Matlab Toolbox for Dimensionality Reduction (v0.7 - Nov 2008)

The Matlab Toolbox for Dimensionality Reduction contains Matlab implementations of 32 techniques for dimensionality reduction. A large number of implementations was developed from scratch, whereas other implementations are improved versions of software that was already available on the Web. The implementations in the toolbox are conservative in their use of memory. The toolbox is available for download here.


Currently, the Matlab Toolbox for Dimensionality Reduction contains the following techniques:

  1. Principal Component Analysis (PCA)

  2. Probabilistic PCA

  3. Factor Analysis (FA)

  4. Sammon mapping

  5. Linear Discriminant Analysis (LDA)

  6. Multidimensional scaling (MDS)

  7. Isomap

  8. Landmark Isomap

  9. Local Linear Embedding (LLE)

  10. Laplacian Eigenmaps

  11. Hessian LLE

  12. Local Tangent Space Alignment (LTSA)

  13. Conformal Eigenmaps (extension of LLE)

  14. Maximum Variance Unfolding (extension of LLE)

  15. Landmark MVU (LandmarkMVU)

  16. Fast Maximum Variance Unfolding (FastMVU)

  17. Kernel PCA

  18. Generalized Discriminant Analysis (GDA)

  19. Diffusion maps

  20. Stochastic Neighbor Embedding (SNE)

  21. Symmetric SNE (SymSNE)

  22. new: t-Distributed Stochastic Neighbor Embedding (t-SNE)

  23. Neighborhood Preserving Embedding (NPE)

  24. Locality Preserving Projection (LPP)

  25. Linear Local Tangent Space Alignment (LLTSA)

  26. Stochastic Proximity Embedding (SPE)

  27. Multilayer autoencoders (training by RBM + backpropagation or by an evolutionary algorithm)

  28. Local Linear Coordination (LLC)

  29. Manifold charting

  30. Coordinated Factor Analysis (CFA)

  31. new: Gaussian Process Latent Variable Model (GPLVM)


In addition to the techniques for dimensionality reduction, the toolbox contains implementations of 6 techniques for intrinsic dimensionality estimation, as well as functions for out-of-sample extension, prewhitening of data, and the generation of toy datasets.


The toolbox provides easy access to all these implementations.

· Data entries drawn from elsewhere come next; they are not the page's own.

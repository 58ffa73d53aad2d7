use colored::{Color, Colorize};
use std::fmt::Write;
use time::macros::format_description;
use time::{OffsetDateTime, UtcOffset};
use wattconfig::DisplayConfig;
use wattson::types::{EnergyPoint, Period, Statistics};

const PEAK_FORMAT: &[time::format_description::FormatItem<'_>] =
    format_description!("[year]-[month]-[day] [hour]:[minute]");

/// Columns of bar for `value` when `max` fills `width`.
pub fn bar_length(value: f64, max: f64, width: usize) -> usize {
    if max <= 0.0 || value <= 0.0 || !value.is_finite() {
        return 0;
    }
    #[allow(
        clippy::cast_possible_truncation,
        clippy::cast_sign_loss,
        clippy::cast_precision_loss
    )]
    let len = ((value / max) * width as f64).round() as usize;
    len.clamp(1, width)
}

fn bar_color(value: f64, max: f64) -> Color {
    let ratio = if max > 0.0 { value / max } else { 0.0 };
    match ratio {
        r if r >= 0.75 => Color::Red,
        r if r >= 0.5 => Color::Yellow,
        _ => Color::Green,
    }
}

/// Peak time in the local zone, or UTC when the offset is unknown.
pub fn format_peak_time(timestamp: OffsetDateTime) -> String {
    let local = UtcOffset::current_local_offset()
        .map_or(timestamp, |offset| timestamp.to_offset(offset));
    local
        .format(PEAK_FORMAT)
        .unwrap_or_else(|_| timestamp.to_string())
}

pub fn format_statistics(statistics: &Statistics, display: &DisplayConfig) -> String {
    let peak_at = statistics
        .peak_consumption
        .timestamp
        .map(|ts| format!(" at {}", format_peak_time(ts)))
        .unwrap_or_default();

    let mut output = String::new();
    let _ = writeln!(
        output,
        "{:18}{:.2} kWh",
        "Total consumption",
        statistics.total_consumption
    );
    let _ = writeln!(
        output,
        "{:18}{:.2} kWh",
        "Daily average", statistics.average_daily
    );
    let _ = writeln!(
        output,
        "{:18}{:.2} kWh{peak_at}",
        "Peak", statistics.peak_consumption.value
    );
    let _ = write!(
        output,
        "{:18}{}{:.2}",
        "Estimated cost", display.currency_symbol, statistics.estimated_cost
    );
    output
}

pub fn format_energy(energy: &[EnergyPoint], display: &DisplayConfig) -> String {
    if energy.is_empty() {
        return "No readings yet. Upload a CSV to get started.".to_string();
    }

    let max = energy
        .iter()
        .map(|point| point.consumption)
        .fold(0.0_f64, f64::max);
    let label_width = energy
        .iter()
        .map(|point| point.label().chars().count())
        .max()
        .unwrap_or_default();

    let mut output = String::new();
    for (i, point) in energy.iter().enumerate() {
        if i > 0 {
            output.push('\n');
        }
        let bar = "█".repeat(bar_length(point.consumption, max, display.bar_width));
        let _ = write!(
            output,
            "{:label_width$}  {} {:.2}",
            point.label(),
            bar.color(bar_color(point.consumption, max)),
            point.consumption
        );
    }
    output
}

pub fn print_dashboard(
    period: Period,
    energy: &[EnergyPoint],
    statistics: &Statistics,
    display: &DisplayConfig,
) {
    println!("{}", "Statistics".bold());
    println!("{}", format_statistics(statistics, display));
    println!();
    println!("{} ({period})", "Consumption".bold());
    println!("{}", format_energy(energy, display));
}

#[cfg(test)]
mod tests {
    use super::*;
    use wattson::types::Peak;

    fn point(label: &str, consumption: f64) -> EnergyPoint {
        EnergyPoint {
            consumption,
            name: Some(label.to_string()),
            hour: None,
        }
    }

    #[test]
    fn largest_value_fills_the_width() {
        assert_eq!(bar_length(50.0, 50.0, 40), 40);
        assert_eq!(bar_length(25.0, 50.0, 40), 20);
    }

    #[test]
    fn tiny_values_still_get_a_bar() {
        assert_eq!(bar_length(0.01, 1000.0, 40), 1);
    }

    #[test]
    fn zero_and_degenerate_values_get_none() {
        assert_eq!(bar_length(0.0, 50.0, 40), 0);
        assert_eq!(bar_length(10.0, 0.0, 40), 0);
        assert_eq!(bar_length(f64::NAN, 50.0, 40), 0);
    }

    #[test]
    fn statistics_use_currency_symbol() {
        let display = DisplayConfig {
            currency_symbol: "€".to_string(),
            ..DisplayConfig::default()
        };
        let statistics = Statistics {
            total_consumption: 120.0,
            average_daily: 4.0,
            peak_consumption: Peak {
                value: 9.5,
                timestamp: None,
            },
            estimated_cost: 14.4,
        };
        let text = format_statistics(&statistics, &display);
        assert!(text.contains("120.00 kWh"));
        assert!(text.contains("€14.40"));
        assert!(!text.contains(" at "));
    }

    #[test]
    fn empty_series_has_hint() {
        let text = format_energy(&[], &DisplayConfig::default());
        assert!(text.contains("Upload a CSV"));
    }

    #[test]
    fn one_line_per_point() {
        colored::control::set_override(false);
        let text = format_energy(
            &[point("Jan", 10.0), point("Feb", 20.0)],
            &DisplayConfig::default(),
        );
        let lines: Vec<&str> = text.lines().collect();
        assert_eq!(lines.len(), 2);
        assert!(lines[0].starts_with("Jan"));
        assert!(lines[1].ends_with("20.00"));
    }
}
#![allow(clippy::multiple_crate_versions)]

use serde::{Deserialize, Serialize};
use std::path::PathBuf;
use std::time::Duration;

pub const APP_NAME: &str = "wattson";
pub const SESSION_FILE_NAME: &str = "session.json";
pub const API_URL_ENV: &str = "WATTSON_API_URL";
pub const TIMEOUT_ENV: &str = "WATTSON_TIMEOUT_SECS";

#[derive(Debug, Clone, Serialize, Deserialize)]
pub struct DisplayConfig {
    /// Period shown when the dashboard opens (hourly/daily/monthly)
    #[serde(default = "default_period")]
    pub default_period: String,
    #[serde(default = "default_currency_symbol")]
    pub currency_symbol: String,
    /// Width in columns of the longest consumption bar
    #[serde(default = "default_bar_width")]
    pub bar_width: usize,
}

impl Default for DisplayConfig {
    fn default() -> Self {
        Self {
            default_period: default_period(),
            currency_symbol: default_currency_symbol(),
            bar_width: default_bar_width(),
        }
    }
}

#[derive(Debug, Clone, Serialize, Deserialize)]
pub struct WattConfig {
    #[serde(default = "default_api_url")]
    pub api_url: String,
    #[serde(default = "default_timeout_secs")]
    pub timeout_secs: u64,
    /// Where the signed-in session is kept; next to the config file if unset
    #[serde(default)]
    pub session_file: Option<PathBuf>,
    #[serde(default)]
    pub display: DisplayConfig,
}

impl Default for WattConfig {
    fn default() -> Self {
        Self {
            api_url: default_api_url(),
            timeout_secs: default_timeout_secs(),
            session_file: None,
            display: DisplayConfig::default(),
        }
    }
}

fn default_api_url() -> String {
    "http://localhost:8000/api/".to_string()
}

const fn default_timeout_secs() -> u64 {
    30
}

fn default_period() -> String {
    "monthly".to_string()
}

fn default_currency_symbol() -> String {
    "$".to_string()
}

const fn default_bar_width() -> usize {
    40
}

#[derive(Debug, thiserror::Error)]
pub enum WattConfigError {
    #[error("config error: {0}")]
    Confy(#[from] confy::ConfyError),
    #[error("invalid value '{value}' in environment variable '{env}'")]
    InvalidEnv { env: String, value: String },
    #[error("config file path has no parent directory: {path}", path = .path.display())]
    NoConfigDir { path: PathBuf },
}

pub type Result<T> = std::result::Result<T, WattConfigError>;

impl WattConfig {
    /// Loads the config file from the standard OS location and applies
    /// environment overrides.
    ///
    /// # Errors
    /// Returns an error if the config file cannot be read or deserialized, or
    /// an override is malformed.
    pub fn load() -> Result<Self> {
        Self::load_file()?.with_env_overrides(|key| std::env::var(key).ok())
    }

    /// Loads the config file as written, without environment overrides.
    ///
    /// # Errors
    /// Returns an error if the config file cannot be read or deserialized.
    pub fn load_file() -> Result<Self> {
        Ok(confy::load(APP_NAME, None)?)
    }

    /// Location of the config file.
    ///
    /// # Errors
    /// Returns an error if the config location cannot be determined.
    pub fn path() -> Result<PathBuf> {
        Ok(confy::get_configuration_file_path(APP_NAME, None)?)
    }

    /// Stores the config to the standard OS location.
    ///
    /// # Errors
    /// Returns an error if the config cannot be serialized or written.
    pub fn store(&self) -> Result<()> {
        confy::store(APP_NAME, None, self)?;
        Ok(())
    }

    /// Applies `WATTSON_API_URL` and `WATTSON_TIMEOUT_SECS` as read by
    /// `lookup`.
    ///
    /// # Errors
    /// Returns an error if the timeout override is not a positive whole
    /// number of seconds.
    pub fn with_env_overrides<F>(mut self, lookup: F) -> Result<Self>
    where
        F: Fn(&str) -> Option<String>,
    {
        if let Some(url) = lookup(API_URL_ENV).filter(|v| !v.trim().is_empty()) {
            self.api_url = url.trim().to_string();
        }
        if let Some(raw) = lookup(TIMEOUT_ENV) {
            self.timeout_secs = raw
                .trim()
                .parse::<u64>()
                .ok()
                .filter(|secs| *secs > 0)
                .ok_or_else(|| WattConfigError::InvalidEnv {
                    env: TIMEOUT_ENV.to_string(),
                    value: raw.clone(),
                })?;
        }
        Ok(self)
    }

    pub const fn timeout(&self) -> Duration {
        Duration::from_secs(self.timeout_secs)
    }

    /// Resolves the session file, defaulting to `session.json` in the config
    /// directory.
    ///
    /// # Errors
    /// Returns an error if the config location cannot be determined.
    pub fn session_path(&self) -> Result<PathBuf> {
        if let Some(path) = &self.session_file {
            return Ok(path.clone());
        }
        let config_path = Self::path()?;
        config_path
            .parent()
            .map(|dir| dir.join(SESSION_FILE_NAME))
            .ok_or(WattConfigError::NoConfigDir { path: config_path })
    }
}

Basically, the only command you need to execute is:


      mapped_data = compute_mapping(data, method, # of dimensions, parameters)


The function assumes the dimensions are the columns in the data, and the instances are the rows. The function also accepts PRTools datasets. Information on how parameters for certain techniques should be specified can be obtained by typing HELP COMPUTE_MAPPING in the Matlab prompt. For more instructions on how to install and use the toolbox, please read the Readme.txt file.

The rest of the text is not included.